Perasaan marah masih menguasai Riku jadi, dia menarik tangannya kembali membiarkan tangan Tenn mengambang di udara. Riku mengalihkan pandangannya ke samping. "Aku akan membersihkannya sendiri," kata Riku pelan.

Tenn tidak menjawab langsung. Setelah hening beberapa saat disertai embusan napas pasrah, Tenn berkata lembut. "Katakan padaku kalau kau kesulitan,"

Saat itu adalah keadaan yang sangat canggung. Tidak ada yang berbicara. Riku sibuk mengusap tangannya ke jubah miliknya dan Tenn memperhatikan dalam diam.

Bagi Riku sikap Tenn yang bertindak seolah tidak apa-apa sangat menganggunya. Padahal baru saja Tenn berubah menjadi sosok yang dingin dan dalam sekejap dia kembali menjadi orang yang lembut.

Riku bingung. Dia tidak tahu harus bersikap bagaimana. Kalau Tenn masih mempertahankan sosok dinginnya, Riku tidak akan merasa bersalah kalau berdebat lebih keras kepala lagi, tapi Tenn kembali menjadi sosok lembut yang menenangkan Riku.

Bagaimana mungkin dia bisa marah pada sosok Tenn yang itu?

Kebingungan yang makin dia pikirkan membuat Riku menjadi frustasi. Rasa itu menjadi-jadi melihat darah yang masih saja menempel di tangannya sekeras dan sekencang apapun dia coba.

Bau darah memuakkan membuat Riku menangis. Pada awalnya kedua mata Riku hanya memburam, tapi lama kelamaan air matanya turun. Semakin banyak sampai Riku mengasihini diri sendiri karena menangis separah itu di depan Tenn.

Padahal dia sudah bertekad untuk tidak menunjukkan sisi lemahnya pada Tenn atau Riku lagi-lagi kalah.

Tentu saja gestur menyedihkan Riku tidak akan luput dari perhatian Tenn. "Riku, apa semuanya baik-baik saja?

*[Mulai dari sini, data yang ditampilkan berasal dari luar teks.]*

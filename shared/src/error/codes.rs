//! Unified error codes for the booking service
//!
//! Error codes are organized by category:
//! - 0xxx: General errors
//! - 1xxx: Authentication errors
//! - 2xxx: Permission errors
//! - 3xxx: Account errors
//! - 4xxx: Reservation errors
//! - 5xxx: Restaurant / category errors
//! - 6xxx: Review errors
//! - 9xxx: System errors

use serde::{Deserialize, Serialize};
use std::fmt;

/// Unified error code enum
///
/// All error codes are represented as u16 values for efficient serialization
/// and cross-language compatibility (Rust, TypeScript, etc.)
#[derive(Debug, Clone, Copy, PartialEq, Eq, Hash, Serialize, Deserialize)]
#[serde(into = "u16", try_from = "u16")]
#[repr(u16)]
pub enum ErrorCode {
    // ==================== 0xxx: General ====================
    /// Operation completed successfully
    Success = 0,
    /// Unknown error
    Unknown = 1,
    /// Validation failed
    ValidationFailed = 2,
    /// Resource not found
    NotFound = 3,
    /// Resource already exists
    AlreadyExists = 4,
    /// Invalid request
    InvalidRequest = 5,
    /// Invalid format
    InvalidFormat = 6,
    /// Required field missing
    RequiredField = 7,
    /// Value out of range
    ValueOutOfRange = 8,

    // ==================== 1xxx: Auth ====================
    /// User is not authenticated
    NotAuthenticated = 1001,
    /// Invalid credentials (email/password)
    InvalidCredentials = 1002,
    /// Token has expired
    TokenExpired = 1003,
    /// Token is invalid
    TokenInvalid = 1004,
    /// Account is disabled
    AccountDisabled = 1007,

    // ==================== 2xxx: Permission ====================
    /// Permission denied
    PermissionDenied = 2001,
    /// Staff account required
    StaffRequired = 2002,

    // ==================== 3xxx: Account ====================
    /// User not found
    UserNotFound = 3001,
    /// Email already registered
    EmailAlreadyRegistered = 3002,
    /// Password too short
    PasswordTooShort = 3003,
    /// Current password does not match
    PasswordMismatch = 3004,

    // ==================== 4xxx: Reservation ====================
    /// Reservation not found
    ReservationNotFound = 4001,
    /// Reservation has already been cancelled
    ReservationAlreadyCancelled = 4002,
    /// Reservation date missing
    ReservationDateRequired = 4101,
    /// Reservation date is in the past
    ReservationDateInPast = 4102,
    /// Reservation date beyond the booking horizon
    ReservationDateTooFar = 4103,
    /// Reservation time missing
    ReservationTimeRequired = 4201,
    /// Reservation time is not a selectable slot
    ReservationTimeInvalid = 4202,
    /// Reservation time before opening
    ReservationBeforeOpening = 4203,
    /// Reservation time after last call
    ReservationAfterLastCall = 4204,
    /// Same-day slot already elapsed
    ReservationTimeElapsed = 4205,
    /// Party size out of range
    ReservationPartySizeOutOfRange = 4301,

    // ==================== 5xxx: Restaurant ====================
    /// Restaurant not found
    RestaurantNotFound = 5001,
    /// Category not found
    CategoryNotFound = 5101,
    /// Category name already exists
    CategoryNameExists = 5102,

    // ==================== 6xxx: Review ====================
    /// Review not found
    ReviewNotFound = 6001,
    /// User already reviewed this restaurant
    ReviewAlreadyExists = 6002,
    /// Rating out of range
    ReviewRatingOutOfRange = 6003,
    /// Comment too short
    ReviewCommentTooShort = 6004,

    // ==================== 9xxx: System ====================
    /// Internal server error
    InternalError = 9001,
    /// Database error
    DatabaseError = 9002,
    /// Operation timeout
    TimeoutError = 9004,
    /// Configuration error
    ConfigError = 9005,
}

impl ErrorCode {
    /// Get the numeric code value
    #[inline]
    pub const fn code(&self) -> u16 {
        *self as u16
    }

    /// Check if this is a success code
    #[inline]
    pub const fn is_success(&self) -> bool {
        matches!(self, ErrorCode::Success)
    }

    /// Get the developer-facing English message for this error code
    pub const fn message(&self) -> &'static str {
        match self {
            // General
            ErrorCode::Success => "Operation completed successfully",
            ErrorCode::Unknown => "An unknown error occurred",
            ErrorCode::ValidationFailed => "Validation failed",
            ErrorCode::NotFound => "Resource not found",
            ErrorCode::AlreadyExists => "Resource already exists",
            ErrorCode::InvalidRequest => "Invalid request",
            ErrorCode::InvalidFormat => "Invalid format",
            ErrorCode::RequiredField => "Required field is missing",
            ErrorCode::ValueOutOfRange => "Value is out of range",

            // Auth
            ErrorCode::NotAuthenticated => "User is not authenticated",
            ErrorCode::InvalidCredentials => "Invalid email or password",
            ErrorCode::TokenExpired => "Authentication token has expired",
            ErrorCode::TokenInvalid => "Authentication token is invalid",
            ErrorCode::AccountDisabled => "Account is disabled",

            // Permission
            ErrorCode::PermissionDenied => "Permission denied",
            ErrorCode::StaffRequired => "Staff account is required",

            // Account
            ErrorCode::UserNotFound => "User not found",
            ErrorCode::EmailAlreadyRegistered => "Email is already registered",
            ErrorCode::PasswordTooShort => "Password must be at least 8 characters",
            ErrorCode::PasswordMismatch => "Current password is incorrect",

            // Reservation
            ErrorCode::ReservationNotFound => "Reservation not found",
            ErrorCode::ReservationAlreadyCancelled => "Reservation has already been cancelled",
            ErrorCode::ReservationDateRequired => "Please select a reservation date",
            ErrorCode::ReservationDateInPast => "Please select today or a later date",
            ErrorCode::ReservationDateTooFar => "Reservations can be made up to 90 days ahead",
            ErrorCode::ReservationTimeRequired => "Please select a reservation time",
            ErrorCode::ReservationTimeInvalid => "Please select a valid time slot",
            ErrorCode::ReservationBeforeOpening => "Reservations start at 18:00",
            ErrorCode::ReservationAfterLastCall => "Last call is at 21:00",
            ErrorCode::ReservationTimeElapsed => {
                "For same-day reservations please select a time later than now"
            }
            ErrorCode::ReservationPartySizeOutOfRange => "Party size must be between 1 and 10",

            // Restaurant
            ErrorCode::RestaurantNotFound => "Restaurant not found",
            ErrorCode::CategoryNotFound => "Category not found",
            ErrorCode::CategoryNameExists => "Category name already exists",

            // Review
            ErrorCode::ReviewNotFound => "Review not found",
            ErrorCode::ReviewAlreadyExists => "You have already reviewed this restaurant",
            ErrorCode::ReviewRatingOutOfRange => "Rating must be between 1 and 5",
            ErrorCode::ReviewCommentTooShort => "Review must be at least 10 characters",

            // System
            ErrorCode::InternalError => "Internal server error",
            ErrorCode::DatabaseError => "Database error",
            ErrorCode::TimeoutError => "Operation timed out",
            ErrorCode::ConfigError => "Configuration error",
        }
    }
}

impl From<ErrorCode> for u16 {
    #[inline]
    fn from(code: ErrorCode) -> Self {
        code.code()
    }
}

/// Error when converting from an invalid u16 to ErrorCode
#[derive(Debug, Clone, Copy, PartialEq, Eq)]
pub struct InvalidErrorCode(pub u16);

impl fmt::Display for InvalidErrorCode {
    fn fmt(&self, f: &mut fmt::Formatter<'_>) -> fmt::Result {
        write!(f, "invalid error code: {}", self.0)
    }
}

impl std::error::Error for InvalidErrorCode {}

impl TryFrom<u16> for ErrorCode {
    type Error = InvalidErrorCode;

    fn try_from(value: u16) -> Result<Self, Self::Error> {
        match value {
            // General
            0 => Ok(ErrorCode::Success),
            1 => Ok(ErrorCode::Unknown),
            2 => Ok(ErrorCode::ValidationFailed),
            3 => Ok(ErrorCode::NotFound),
            4 => Ok(ErrorCode::AlreadyExists),
            5 => Ok(ErrorCode::InvalidRequest),
            6 => Ok(ErrorCode::InvalidFormat),
            7 => Ok(ErrorCode::RequiredField),
            8 => Ok(ErrorCode::ValueOutOfRange),

            // Auth
            1001 => Ok(ErrorCode::NotAuthenticated),
            1002 => Ok(ErrorCode::InvalidCredentials),
            1003 => Ok(ErrorCode::TokenExpired),
            1004 => Ok(ErrorCode::TokenInvalid),
            1007 => Ok(ErrorCode::AccountDisabled),

            // Permission
            2001 => Ok(ErrorCode::PermissionDenied),
            2002 => Ok(ErrorCode::StaffRequired),

            // Account
            3001 => Ok(ErrorCode::UserNotFound),
            3002 => Ok(ErrorCode::EmailAlreadyRegistered),
            3003 => Ok(ErrorCode::PasswordTooShort),
            3004 => Ok(ErrorCode::PasswordMismatch),

            // Reservation
            4001 => Ok(ErrorCode::ReservationNotFound),
            4002 => Ok(ErrorCode::ReservationAlreadyCancelled),
            4101 => Ok(ErrorCode::ReservationDateRequired),
            4102 => Ok(ErrorCode::ReservationDateInPast),
            4103 => Ok(ErrorCode::ReservationDateTooFar),
            4201 => Ok(ErrorCode::ReservationTimeRequired),
            4202 => Ok(ErrorCode::ReservationTimeInvalid),
            4203 => Ok(ErrorCode::ReservationBeforeOpening),
            4204 => Ok(ErrorCode::ReservationAfterLastCall),
            4205 => Ok(ErrorCode::ReservationTimeElapsed),
            4301 => Ok(ErrorCode::ReservationPartySizeOutOfRange),

            // Restaurant
            5001 => Ok(ErrorCode::RestaurantNotFound),
            5101 => Ok(ErrorCode::CategoryNotFound),
            5102 => Ok(ErrorCode::CategoryNameExists),

            // Review
            6001 => Ok(ErrorCode::ReviewNotFound),
            6002 => Ok(ErrorCode::ReviewAlreadyExists),
            6003 => Ok(ErrorCode::ReviewRatingOutOfRange),
            6004 => Ok(ErrorCode::ReviewCommentTooShort),

            // System
            9001 => Ok(ErrorCode::InternalError),
            9002 => Ok(ErrorCode::DatabaseError),
            9004 => Ok(ErrorCode::TimeoutError),
            9005 => Ok(ErrorCode::ConfigError),

            _ => Err(InvalidErrorCode(value)),
        }
    }
}

impl fmt::Display for ErrorCode {
    fn fmt(&self, f: &mut fmt::Formatter<'_>) -> fmt::Result {
        write!(f, "{}", self.code())
    }
}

Apa ada yang sakit?" tanya Tenn dengan nada khawatir.

Riku menunduk dalam hati berharap kalau dia tiba-tiba tuli dan tak mendengar perkataan Tenn. Semua kelembutan Tenn benar-benar mempengaruhi Riku.

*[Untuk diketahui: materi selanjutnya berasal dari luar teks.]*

//! Authentication Routes

mod handler;

use axum::{Router, routing::get, routing::post};

use crate::core::ServerState;

/// Build authentication router
/// - /api/auth/register, /api/auth/login: public
/// - /api/auth/me: protected by the router-level require_auth
pub fn router() -> Router<ServerState> {
    Router::new()
        .route("/api/auth/register", post(handler::register))
        .route("/api/auth/login", post(handler::login))
        .route("/api/auth/me", get(handler::me))
}
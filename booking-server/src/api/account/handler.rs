//! Account API Handlers

use axum::{Json, extract::State};

use crate::auth::CurrentUser;
use crate::auth::password::{hash_password, verify_password};
use crate::core::ServerState;
use crate::db::repository::{favorite, reservation, user};
use crate::security_log;
use crate::utils::validation::{
    MAX_ADDRESS_LEN, MAX_NAME_LEN, MAX_PHONE_LEN, MAX_POSTAL_CODE_LEN, validate_optional_text,
    validate_password,
};
use crate::utils::{AppError, AppResult, ErrorCode};
use shared::models::{AuthResponse, MyPage, PasswordChange, ProfileUpdate, UserInfo};

/// Favorites shown on the my page
const MYPAGE_FAVORITES: i64 = 5;

/// GET /api/account/mypage - profile, latest favorites, upcoming bookings
pub async fn mypage(
    State(state): State<ServerState>,
    current_user: CurrentUser,
) -> AppResult<Json<MyPage>> {
    let account = user::find_by_id(&state.pool, current_user.id)
        .await?
        .ok_or_else(|| AppError::new(ErrorCode::UserNotFound))?;

    let favorite_restaurants =
        favorite::list_for_user(&state.pool, current_user.id, Some(MYPAGE_FAVORITES)).await?;
    let upcoming_reservations =
        reservation::list_upcoming_for_user(&state.pool, current_user.id, state.clock.today())
            .await?;

    Ok(Json(MyPage {
        user: UserInfo::from(&account),
        favorite_restaurants,
        upcoming_reservations,
    }))
}

/// PUT /api/account/profile
pub async fn update_profile(
    State(state): State<ServerState>,
    current_user: CurrentUser,
    Json(payload): Json<ProfileUpdate>,
) -> AppResult<Json<UserInfo>> {
    validate_optional_text(&payload.first_name, "first_name", MAX_NAME_LEN)?;
    validate_optional_text(&payload.last_name, "last_name", MAX_NAME_LEN)?;
    validate_optional_text(&payload.postal_code, "postal_code", MAX_POSTAL_CODE_LEN)?;
    validate_optional_text(&payload.address, "address", MAX_ADDRESS_LEN)?;
    validate_optional_text(&payload.phone_number, "phone_number", MAX_PHONE_LEN)?;

    let updated = user::update_profile(&state.pool, current_user.id, &payload).await?;
    Ok(Json(UserInfo::from(&updated)))
}

/// POST /api/account/password - returns a fresh token
pub async fn change_password(
    State(state): State<ServerState>,
    current_user: CurrentUser,
    Json(payload): Json<PasswordChange>,
) -> AppResult<Json<AuthResponse>> {
    validate_password(&payload.new_password, "new_password")?;

    let account = user::find_by_id(&state.pool, current_user.id)
        .await?
        .ok_or_else(|| AppError::new(ErrorCode::UserNotFound))?;

    let matches = verify_password(&payload.old_password, &account.password_hash)
        .map_err(|e| AppError::internal(format!("Password verification failed: {}", e)))?;
    if !matches {
        security_log!("WARN", "password_change_failed", user_id = current_user.id);
        return Err(AppError::new(ErrorCode::PasswordMismatch).for_field("old_password"));
    }

    let password_hash = hash_password(&payload.new_password)
        .map_err(|e| AppError::internal(format!("Failed to hash password: {}", e)))?;
    user::update_password(&state.pool, current_user.id, &password_hash).await?;

    let token = state
        .get_jwt_service()
        .generate_token(&account)
        .map_err(|e| AppError::internal(format!("Failed to generate token: {}", e)))?;

    tracing::info!(user_id = current_user.id, "Password changed");

    Ok(Json(AuthResponse {
        token,
        user: UserInfo::from(&account),
    }))
}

Tenn mengangkat wajah Riku tanpa perlawanan. Mereka berdua bertatapan dan Riku bisa melihat seberapa berantakan wajahnya dari pantulan di manik Tenn. Tenn mengusap air mata Riku dengan ibu jari. Perlahan dan penuh kasih.

"Makanya aku bilang biarkan aku saja yang membersihkannya. Kau membuat wajahmu terkena darah," Tenn memasang raut muka penuh kecemasan.

Ah, mungkin tanpa sadar Riku mengusap air matanya dengan tangan yang terkotori darah. Sekarang Riku makin mengasihani diri sendiri. Wajah penuh air mata dan tercoreng darah. Seberapa menyedihkannya itu?

"Aku tahu ini akan terjadi," kata Tenn sendu. Kali ini dia menarik tangan Riku untuk membersihkan sisa darah yang tidak mau hilang, seberapa keras Riku mencoba. Lagi-lagi tanpa perlawanan karena Riku sendiri sudah kehabisan tenaga dan keinginan untuk menolak.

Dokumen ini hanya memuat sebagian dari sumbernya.